TRY IT >>
Review the material and extract every line in which the word "covariance" occurs.

____________________

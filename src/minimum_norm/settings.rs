//! Inverse operator construction parameters.

use serde::{Deserialize, Serialize};

use crate::config::Config;
use crate::constants::{DEFAULT_DEPTH, DEFAULT_DEPTH_LIMIT, DEFAULT_LOOSE};
use crate::error::{Error, Result};

/// Priors and rank used by [`make_inverse_operator`](super::make_inverse_operator).
#[derive(Debug, Clone, Copy, PartialEq, Serialize, Deserialize)]
pub struct InverseSettings {
    /// Tangential orientation prior relative to the normal one, in `[0, 1]`.
    /// `0` gives a fixed-orientation solution, `1` a free one.
    pub loose: f64,

    /// Depth-weighting exponent; `0` disables depth weighting.
    pub depth: f64,

    /// Maximum amplitude ratio between leadfield norms entering the depth
    /// prior.
    pub depth_limit: f64,

    /// Noise covariance rank override.
    pub rank: Option<usize>,
}

impl Default for InverseSettings {
    fn default() -> Self {
        Self {
            loose: DEFAULT_LOOSE,
            depth: DEFAULT_DEPTH,
            depth_limit: DEFAULT_DEPTH_LIMIT,
            rank: None,
        }
    }
}

impl InverseSettings {
    /// Default settings.
    pub fn new() -> Self {
        Self::default()
    }

    /// Defaults with the depth limit taken from `config`.
    pub fn from_config(config: &Config) -> Self {
        Self {
            depth_limit: config.depth_limit,
            ..Self::default()
        }
    }

    /// Set the orientation looseness.
    pub fn loose(mut self, loose: f64) -> Self {
        self.loose = loose;
        self
    }

    /// Set the depth-weighting exponent.
    pub fn depth(mut self, depth: f64) -> Self {
        self.depth = depth;
        self
    }

    /// Set the depth limit.
    pub fn depth_limit(mut self, limit: f64) -> Self {
        self.depth_limit = limit;
        self
    }

    /// Override the noise covariance rank.
    pub fn rank(mut self, rank: usize) -> Self {
        self.rank = Some(rank);
        self
    }

    pub(crate) fn validate(&self) -> Result<()> {
        if !(0.0..=1.0).contains(&self.loose) {
            return Err(Error::invalid("loose", format!("{} outside [0, 1]", self.loose)));
        }
        if !(self.depth.is_finite() && self.depth >= 0.0) {
            return Err(Error::invalid("depth", format!("{} must be non-negative", self.depth)));
        }
        if !(self.depth_limit.is_finite() && self.depth_limit >= 1.0) {
            return Err(Error::invalid(
                "depth_limit",
                format!("{} must be at least 1", self.depth_limit),
            ));
        }
        Ok(())
    }
}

____________________

SOLUTION TO THIS EXERCISE >>
    /// Noise covariance rank override.
    /// Override the noise covariance rank.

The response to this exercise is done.